Sally Walker, author of Written in Bone, Secrets of a Civil War Submarine, Fossil Fish Found Alive, and other exciting books, graciously agreed to an interview. We’re excited to share her answers to our questions.

Have you always wanted to be a writer? When did you start writing?

Actually, I have always wanted to be a children’s book writer. I can remember telling my parents that I wanted to write books when I grew up. It has always been children’s books, though writing wasn’t something I started doing as a career, though, until 21 years ago.

If you weren’t a writer, what your job be?

An archaeologist, or an extremely talented musician, or a Caldecott medal-worthy illustrator. The last two professions I am tremendously unqualified to be, but I’m wishing here! My first real choice if I weren’t a writer would be to be an even better writer.

What advice would you give to young writers?

Read as often as you can, on a wide variety of topics. The more you read, the better you will write. Besides, reading is fun!

What is the hardest part of writing a book?

Thinking up the title. I do not like doing that. After that, it’s knowing when to stop adding too much information. Fortunately, my editors have all had red pencils with everlasting sharp points.

What is it about nonfiction that draws you, as opposed to writing novels or picture books, for instance?

My love of learning for all kinds of topics. I am referring to the kind of learning that we all feel for topics that we are passionate about. The kinds of things where we go to the library or the Internet and start looking for information just because the subject intrigues and fascinates us. Like fish, gravestones, or funny, hairless cats.

Your books have such unexpected subjects—where do you get your ideas?

My ideas come from many different places: newspapers, T.V. shows, museums, friends, family, my neighborhood, teachers, librarians, historical places, graveyards, looking at earth, watching my pets. . . .

Do you have any ideas for new books right now?

I always have ideas. As a matter of fact, my agent is always telling me to slow down, that I have enough on my plate. I have a file in my drawer that is labeled: Future Book Possibilities. It’s overflowing.

Do you travel to certain places to do research for your books—South Carolina for Secrets of the Civil War Submarine, or Maryland for Written in Bone—or do you do it all from home?

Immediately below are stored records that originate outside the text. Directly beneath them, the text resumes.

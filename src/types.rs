use alloy_primitives::{Address, B256};
use anyhow::{anyhow, Result};
use serde::{Deserialize, Serialize};
use std::fmt;
use std::str::FromStr;

pub const NATIVE_SYMBOL: &str = "ETH";
pub const NATIVE_DECIMALS: u8 = 18;

/// A currency the vault accepts, resolved to its on-chain identity.
#[derive(Debug, Clone, PartialEq, Eq)]
pub struct Currency {
    pub symbol: String,
    pub kind: CurrencyKind,
    pub decimals: u8,
}

#[derive(Debug, Clone, Copy, PartialEq, Eq)]
pub enum CurrencyKind {
    Native,
    Token(Address),
}

impl Currency {
    pub fn native() -> Self {
        Self {
            symbol: NATIVE_SYMBOL.to_string(),
            kind: CurrencyKind::Native,
            decimals: NATIVE_DECIMALS,
        }
    }

    pub fn token(symbol: impl Into<String>, address: Address, decimals: u8) -> Self {
        Self {
            symbol: symbol.into(),
            kind: CurrencyKind::Token(address),
            decimals,
        }
    }

    pub fn token_address(&self) -> Option<Address> {
        match self.kind {
            CurrencyKind::Native => None,
            CurrencyKind::Token(address) => Some(address),
        }
    }

    pub fn is_native(&self) -> bool {
        matches!(self.kind, CurrencyKind::Native)
    }
}

/// Network the explorer links in the report point at.
#[derive(Debug, Clone, Copy, Default, PartialEq, Eq, Serialize, Deserialize)]
#[serde(rename_all = "lowercase")]
pub enum Network {
    #[default]
    Mainnet,
    Sepolia,
    Holesky,
}

impl Network {
    pub fn explorer_url(&self) -> &'static str {
        match self {
            Network::Mainnet => "https://etherscan.io",
            Network::Sepolia => "https://sepolia.etherscan.io",
            Network::Holesky => "https://holesky.etherscan.io",
        }
    }

    pub fn tx_url(&self, hash: B256) -> String {
        format!("{}/tx/{hash:#x}", self.explorer_url())
    }
}

impl FromStr for Network {
    type Err = anyhow::Error;

    fn from_str(value: &str) -> Result<Self> {
        match value.to_ascii_lowercase().as_str() {
            "mainnet" => Ok(Network::Mainnet),
            "sepolia" => Ok(Network::Sepolia),
            "holesky" => Ok(Network::Holesky),
            other => anyhow::bail!("unknown network {other} (expected mainnet, sepolia or holesky)"),
        }
    }
}

impl fmt::Display for Network {
    fn fmt(&self, f: &mut fmt::Formatter<'_>) -> fmt::Result {
        let name = match self {
            Network::Mainnet => "mainnet",
            Network::Sepolia => "sepolia",
            Network::Holesky => "holesky",
        };
        f.write_str(name)
    }
}

pub fn parse_address(value: &str) -> Result<Address> {
    Address::from_str(value).map_err(|err| anyhow!("invalid address {value}: {err}"))
}

pub fn address_to_hex(address: Address) -> String {
    format!("{address:#x}")
}

#[cfg(test)]
mod tests {
    use super::*;
    use alloy_primitives::b256;

    #[test]
    fn tx_url_uses_network_explorer() {
        let hash = b256!("00000000000000000000000000000000000000000000000000000000000000ab");
        assert_eq!(
            Network::Sepolia.tx_url(hash),
            "https://sepolia.etherscan.io/tx/0x00000000000000000000000000000000000000000000000000000000000000ab"
        );
        assert!(Network::Mainnet.tx_url(hash).starts_with("https://etherscan.io/tx/0x"));
    }

    #[test]
    fn network_parses_case_insensitively() {
        assert_eq!("Holesky".parse::<Network>().unwrap(), Network::Holesky);
        assert!("goerli".parse::<Network>().is_err());
    }
}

Whenever it’s remotely possible, I try to see my “characters” in person. For the submarine book, I went to South Caroline and Washington D. C.; for Written in Bone, I went to Virginia, D.C., and Maryland. I’m working on a book now, but most likely won’t get to visit the area, for environmental reasons, distance, etc. But I have lots of friends who work there, and they are generously sharing their experiences with me.

What’s the strangest fact that you’ve learned when researching a book?

That no one has managed to figure out where baby Coelacanths live. We think we know everything. I am always delighted to discover that we don’t!

Did you like to read when you were a kid? What kind of books?

I loved to read when I was a kid!!!!! And still do!!!!! I read horse books, mysteries, dog books, stories about Robin Hood, stories about Native Americans, and Dr. Seuss.

Who is your favorite author or book?

My faves included: Nancy Drew, The Happy Hollisters, Farley’s Black Stallion books, Henry’s Misty of Chincoteague books, Albert Payson Terhune’s dog books, and Doyle’s Sherlock Holmes stories. I still love Green Eggs and Ham.

What are your hobbies when you aren’t writing?

Reading, especially mysteries and sci-fi, gardening until my fingers hurt (and then sitting back and admiring my work), eating potato chips, and hiking. And daydreaming.

Do you have any subjects that you’ve always wanted to write about, but haven’t?

I would like to write a novel for middle grade readers, but I don’t know how. It seems like it would be very hard work. And for the moment, I’m having too much fun writing nonfiction. But someday, when I grow up, I may give it a try.